— INFORMATION SHOWN —

//! Cooperative cancellation shared between the scheduler, executor and signal handler

use parking_lot::{Condvar, Mutex};
use std::sync::Arc;
use std::time::{Duration, Instant};

#[derive(Debug, Default)]
struct CancelState {
    cancelled: Mutex<bool>,
    signal: Condvar,
}

/// Cloneable cancellation flag
///
/// Checked by the executor between entries; also wakes a scheduler that
/// is sleeping between passes.
#[derive(Debug, Clone, Default)]
pub struct CancelToken {
    inner: Arc<CancelState>,
}

impl CancelToken {
    pub fn new() -> Self {
        Self::default()
    }

    pub fn cancel(&self) {
        let mut cancelled = self.inner.cancelled.lock();
        *cancelled = true;
        self.inner.signal.notify_all();
    }

    pub fn is_cancelled(&self) -> bool {
        *self.inner.cancelled.lock()
    }

    /// Sleep for `timeout` unless cancelled first
    ///
    /// Returns `true` if the token is cancelled.
    pub fn wait_timeout(&self, timeout: Duration) -> bool {
        let deadline = Instant::now() + timeout;
        let mut cancelled = self.inner.cancelled.lock();
        while !*cancelled {
            if self
                .inner
                .signal
                .wait_until(&mut cancelled, deadline)
                .timed_out()
            {
                break;
            }
        }
        *cancelled
    }
}
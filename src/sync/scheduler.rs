//! Fixed-interval scheduler driving sequential passes

use crate::actions::LogLevel;
use crate::error::SyncError;
use crate::sync::pass::PassController;
use crate::sync::result::PassResult;
use serde::Serialize;
use std::time::Duration;
use tracing::debug;

/// Scheduling policy
#[derive(Debug, Clone, Copy, PartialEq, Eq)]
pub struct ScheduleConfig {
    /// Sleep between the end of one pass and the start of the next
    pub interval: Duration,
    /// Number of passes to run; `None` runs until cancelled
    pub iterations: Option<u64>,
    /// Stop at the first fatal pass instead of waiting for the next iteration
    pub stop_on_fatal: bool,
}

impl Default for ScheduleConfig {
    fn default() -> Self {
        Self {
            interval: Duration::from_secs(300),
            iterations: None,
            stop_on_fatal: false,
        }
    }
}

/// Totals across every pass a scheduler ran
#[derive(Debug, Default, Clone, PartialEq, Eq, Serialize)]
pub struct ScheduleSummary {
    pub passes: u64,
    pub failed_passes: u64,
    pub entry_errors: usize,
    pub cancelled: bool,
}

/// Runs passes one after another; passes never overlap
pub struct Scheduler {
    controller: PassController,
    config: ScheduleConfig,
}

impl Scheduler {
    pub fn new(controller: PassController, config: ScheduleConfig) -> Self {
        Self { controller, config }
    }

    pub fn controller(&self) -> &PassController {
        &self.controller
    }

    pub fn run(&self) -> Result<ScheduleSummary, SyncError> {
        self.run_with(|_, _| {})
    }

    /// Run the schedule, handing every pass outcome to `on_pass`
    ///
    /// Returns the fatal error of the stopping pass when `stop_on_fatal` is set.
    pub fn run_with<F>(&self, mut on_pass: F) -> Result<ScheduleSummary, SyncError>
    where
        F: FnMut(u64, &Result<PassResult, SyncError>),
    {
        let log = self.controller.log();
        let cancel = self.controller.cancel_token();
        let mut summary = ScheduleSummary::default();

        while self
            .config
            .iterations
            .map_or(true, |limit| summary.passes < limit)
        {
            if cancel.is_cancelled() {
                summary.cancelled = true;
                break;
            }

            let iteration = summary.passes + 1;
            match self.config.iterations {
                Some(limit) => log.record(
                    LogLevel::Info,
                    &format!("Starting pass {} of {}", iteration, limit),
                ),
                None => log.record(LogLevel::Info, &format!("Starting pass {}", iteration)),
            }

            let outcome = self.controller.run_pass();
            summary.passes = iteration;
            match &outcome {
                Ok(result) => {
                    summary.entry_errors += result.errors.len();
                    summary.cancelled |= result.cancelled;
                }
                Err(_) => summary.failed_passes += 1,
            }
            on_pass(iteration, &outcome);

            if let Err(error) = outcome {
                if self.config.stop_on_fatal {
                    log.record(
                        LogLevel::Error,
                        &format!("Stopping after fatal pass {}: {}", iteration, error),
                    );
                    return Err(error);
                }
                log.record(
                    LogLevel::Warning,
                    &format!("Pass {} failed, continuing with next iteration", iteration),
                );
            }

            if summary.cancelled {
                break;
            }
            let last = self
                .config
                .iterations
                .map_or(false, |limit| summary.passes >= limit);
            if last {
                break;
            }

            debug!(interval = ?self.config.interval, "Sleeping until next pass");
            if cancel.wait_timeout(self.config.interval) {
                summary.cancelled = true;
                break;
            }
        }

        if summary.cancelled {
            log.record(LogLevel::Warning, "Scheduler cancelled");
        }
        log.record(
            LogLevel::Info,
            &format!(
                "Scheduler finished: {} passes, {} failed, {} entry errors",
                summary.passes, summary.failed_passes, summary.entry_errors
            ),
        );
        Ok(summary)
    }
}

— WHAT TO WORK ON —
Among the entries above, how many lines contain the string "Condvar"? Write the number alone.

— ANSWER SPACE —
2